According to the documentation on FOREIGN KEY Constraints.
index_name
represents a foreign key ID. The index_name
value is ignored if there is already an explicitly defined index on the child table that can support the foreign key. Otherwise, MySQL implicitly creates a foreign key index...
MySQL determined that the primary key can support the foreign key reference on the column. If you remove the primary key, both indexes are created implicitly.
The same behavior occurs when using ALTER TABLE on a table that does not have a FOREIGN KEY Constraint.

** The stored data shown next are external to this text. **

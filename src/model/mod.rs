//! Domain types for provisioning
//!
//! These types wrap primitives to enforce invariants at construction
//! (package names, device patterns) and to give host artifacts a name.

mod command;
mod device_glob;
mod device_rule;
mod package;
mod report;
mod run_mode;
mod user;

pub use command::{CommandLine, CommandOutput, Effect};
pub use device_glob::{DeviceGlob, DeviceGlobError};
pub use device_rule::DeviceRule;
pub use package::{PackageName, PackageNameError};
pub use report::{ProvisionReport, Step, StepStatus};
pub use run_mode::RunMode;
pub use user::{Owner, TargetUser};
/// How a provisioning run treats host state
#[derive(Debug, Clone, Copy, PartialEq, Eq, Hash, Default)]
pub enum RunMode {
    /// Execute every needed mutation
    #[default]
    Apply,
    /// Run all checks, only log the mutations that would happen
    DryRun,
    /// Like `Apply`, but enroll again even if a credential exists
    ReEnroll,
}

impl RunMode {
    pub fn from_flags(dry_run: bool, re_enroll: bool) -> Self {
        match (dry_run, re_enroll) {
            (true, _) => Self::DryRun,
            (false, true) => Self::ReEnroll,
            (false, false) => Self::Apply,
        }
    }

    pub fn is_dry_run(self) -> bool {
        matches!(self, Self::DryRun)
    }
}
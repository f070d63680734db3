mod pam_stack;

pub use pam_stack::{insert_requirement, is_configured, requirement_line, stale_entries};
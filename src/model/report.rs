use std::fmt;
use std::path::PathBuf;

use super::TargetUser;

/// One stage of a provisioning run, in execution order
#[derive(Debug, Clone, Copy, PartialEq, Eq, Hash)]
pub enum Step {
    Privilege,
    Virtualization,
    TargetUser,
    DevicePresence,
    Tools,
    EnrollmentPackages,
    DeviceRule,
    DeviceRecheck,
    Credential,
    PamPackages,
    PamBackup,
    PamPolicy,
}

impl Step {
    /// Steps that can change host state
    pub fn is_mutating(self) -> bool {
        matches!(
            self,
            Step::EnrollmentPackages
                | Step::DeviceRule
                | Step::Credential
                | Step::PamPackages
                | Step::PamBackup
                | Step::PamPolicy
        )
    }
}

impl fmt::Display for Step {
    fn fmt(&self, f: &mut fmt::Formatter<'_>) -> fmt::Result {
        let name = match self {
            Step::Privilege => "privilege check",
            Step::Virtualization => "virtualization check",
            Step::TargetUser => "target user",
            Step::DevicePresence => "hardware key presence",
            Step::Tools => "tool availability",
            Step::EnrollmentPackages => "enrollment packages",
            Step::DeviceRule => "udev rule",
            Step::DeviceRecheck => "hardware key re-check",
            Step::Credential => "key enrollment",
            Step::PamPackages => "PAM integration packages",
            Step::PamBackup => "PAM policy backup",
            Step::PamPolicy => "PAM policy",
        };
        f.write_str(name)
    }
}

/// What a step did
#[derive(Debug, Clone, Copy, PartialEq, Eq, Hash)]
pub enum StepStatus {
    /// Check succeeded
    Passed,
    /// Check found something worth a warning; the run continued
    Warned,
    /// State was already as required
    Skipped,
    /// State was changed
    Applied,
    /// State would be changed (dry run)
    Planned,
}

impl fmt::Display for StepStatus {
    fn fmt(&self, f: &mut fmt::Formatter<'_>) -> fmt::Result {
        let name = match self {
            StepStatus::Passed => "ok",
            StepStatus::Warned => "warning",
            StepStatus::Skipped => "already done",
            StepStatus::Applied => "applied",
            StepStatus::Planned => "would apply",
        };
        f.write_str(name)
    }
}

/// Outcome of a complete run
#[derive(Debug, Clone, PartialEq, Eq)]
pub struct ProvisionReport {
    pub steps: Vec<(Step, StepStatus)>,
    pub user: Option<TargetUser>,
    pub credential: Option<PathBuf>,
    pub devices: Vec<PathBuf>,
}

impl ProvisionReport {
    pub fn new() -> Self {
        Self {
            steps: Vec::new(),
            user: None,
            credential: None,
            devices: Vec::new(),
        }
    }

    pub fn record(&mut self, step: Step, status: StepStatus) {
        self.steps.push((step, status));
    }

    pub fn status_of(&self, step: Step) -> Option<StepStatus> {
        self.steps
            .iter()
            .find(|(s, _)| *s == step)
            .map(|(_, status)| *status)
    }

    /// True if any step changed host state
    pub fn changed_anything(&self) -> bool {
        self.steps
            .iter()
            .any(|(_, status)| *status == StepStatus::Applied)
    }
}

impl Default for ProvisionReport {
    fn default() -> Self {
        Self::new()
    }
}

ALTER TABLE `subscription`
ADD CONSTRAINT `iid_FOREIGN_KEY` FOREIGN KEY (`iid`) REFERENCES `institution` (`iid`),
ADD CONSTRAINT `pid_FOREIGN_KEY` FOREIGN KEY (`pid`) REFERENCES `plan` (`pid`);
You can alternatively explicitly define the indexes in your CREATE TABLE
statement.
CREATE TABLE `subscription` (
`iid` INT(6),
`pid` INT(2),
PRIMARY KEY (`iid`, `pid`),
INDEX `iid_FOREIGN_KEY` (`iid`),
INDEX `pid_FOREIGN_KEY` (`pid`),
CONSTRAINT FOREIGN KEY (`iid`) REFERENCES `institution` (`iid`),
CONSTRAINT FOREIGN KEY (`pid`) REFERENCES `plan` (`pid`)
)
ENGINE = INNODB;
Column order impacts the indexing of the values with multiple column indexes, so MySQL determines that the first (left-most) column in the primary key can support the foreign key constraint indexing. see: Multiple Column Indexes.
MySQL can use multiple-column indexes for queries that test all the
columns in the index, or queries that test just the first column, the
first two columns, the first three columns, and so on. If you specify
the columns in the right order in the index definition, a single
composite index can speed up several kinds of queries on the same
table.
To further clarify, the primary key does have an associated index.
So specifying a single index on the first (left-most) column of the primary key multiple-column index, would be redundant.